Work to complete.
Beginning with the first line below, please restate each line exactly, down to and including the line containing "pub fn reset(&mut".

§ §

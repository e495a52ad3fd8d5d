//! Temporal smoothing
//!
//! A dead-band followed by an exponential moving average, applied per channel.
//! The dead-band holds the previous value when the new raw value is within the
//! hysteresis band, so noise-level metric jitter never reaches the light. The
//! band is absolute for intensity and proportional to the previous value for
//! color temperature.

use serde::{Deserialize, Serialize};

use crate::config::SmoothingConfig;
use crate::types::{RawTarget, SmoothedTarget};

/// Smoother state: nothing emitted yet, or the last emitted target
#[derive(Debug, Clone, Copy, PartialEq, Serialize, Deserialize)]
#[serde(tag = "state", rename_all = "snake_case")]
pub enum SmootherState {
    Uninitialized,
    Steady { intensity: f64, cct_kelvin: f64 },
}

/// Stateful dead-band + EWMA filter over light targets
#[derive(Debug, Clone)]
pub struct Smoother {
    alpha: f64,
    hysteresis: f64,
    state: SmootherState,
}

impl Default for Smoother {
    fn default() -> Self {
        Self::new(&SmoothingConfig::default())
    }
}

impl Smoother {
    pub fn new(config: &SmoothingConfig) -> Self {
        Self {
            alpha: config.alpha,
            hysteresis: config.hysteresis,
            state: SmootherState::Uninitialized,
        }
    }

    pub fn state(&self) -> SmootherState {
        self.state
    }

    /// Forget the last output; the next step passes its input through
    pub fn reset(&mut self) {
        self.state = SmootherState::Uninitialized;
    }

    /// Feed one raw target and return the smoothed target
    pub fn step(&mut self, raw: RawTarget) -> SmoothedTarget {
        let (intensity, cct_kelvin) = match self.state {
            SmootherState::Uninitialized => {
                tracing::debug!(
                    intensity = raw.intensity,
                    cct_kelvin = raw.cct_kelvin,
                    "smoother initialized"
                );
                (raw.intensity, raw.cct_kelvin)
            }
            SmootherState::Steady {
                intensity: prev_intensity,
                cct_kelvin: prev_cct,
            } => {
                let target_intensity = if (raw.intensity - prev_intensity).abs() < self.hysteresis {
                    prev_intensity
                } else {
                    raw.intensity
                };
                let target_cct = if (raw.cct_kelvin - prev_cct).abs() < prev_cct * self.hysteresis {
                    prev_cct
                } else {
                    raw.cct_kelvin
                };

                (
                    self.ewma(target_intensity, prev_intensity),
                    self.ewma(target_cct, prev_cct),
                )
            }
        };

        self.state = SmootherState::Steady {
            intensity,
            cct_kelvin,
        };
        SmoothedTarget::new(intensity, cct_kelvin)
    }

    /// `alpha * value + (1 - alpha) * previous`, exact when the two are equal
    fn ewma(&self, value: f64, previous: f64) -> f64 {
        previous + self.alpha * (value - previous)
    }
}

§ §

The completed task.
repository e495a52ad3fd8d5d
//! Temporal smoothing
//!
//! A dead-band followed by an exponential moving average, applied per channel.
//! The dead-band holds the previous value when the new raw value is within the
//! hysteresis band, so noise-level metric jitter never reaches the light. The
//! band is absolute for intensity and proportional to the previous value for
//! color temperature.

use serde::{Deserialize, Serialize};

use crate::config::SmoothingConfig;
use crate::types::{RawTarget, SmoothedTarget};

/// Smoother state: nothing emitted yet, or the last emitted target
#[derive(Debug, Clone, Copy, PartialEq, Serialize, Deserialize)]
#[serde(tag = "state", rename_all = "snake_case")]
pub enum SmootherState {
    Uninitialized,
    Steady { intensity: f64, cct_kelvin: f64 },
}

/// Stateful dead-band + EWMA filter over light targets
#[derive(Debug, Clone)]
pub struct Smoother {
    alpha: f64,
    hysteresis: f64,
    state: SmootherState,
}

impl Default for Smoother {
    fn default() -> Self {
        Self::new(&SmoothingConfig::default())
    }
}

impl Smoother {
    pub fn new(config: &SmoothingConfig) -> Self {
        Self {
            alpha: config.alpha,
            hysteresis: config.hysteresis,
            state: SmootherState::Uninitialized,
        }
    }

    pub fn state(&self) -> SmootherState {
        self.state
    }

    /// Forget the last output; the next step passes its input through
    pub fn reset(&mut self) {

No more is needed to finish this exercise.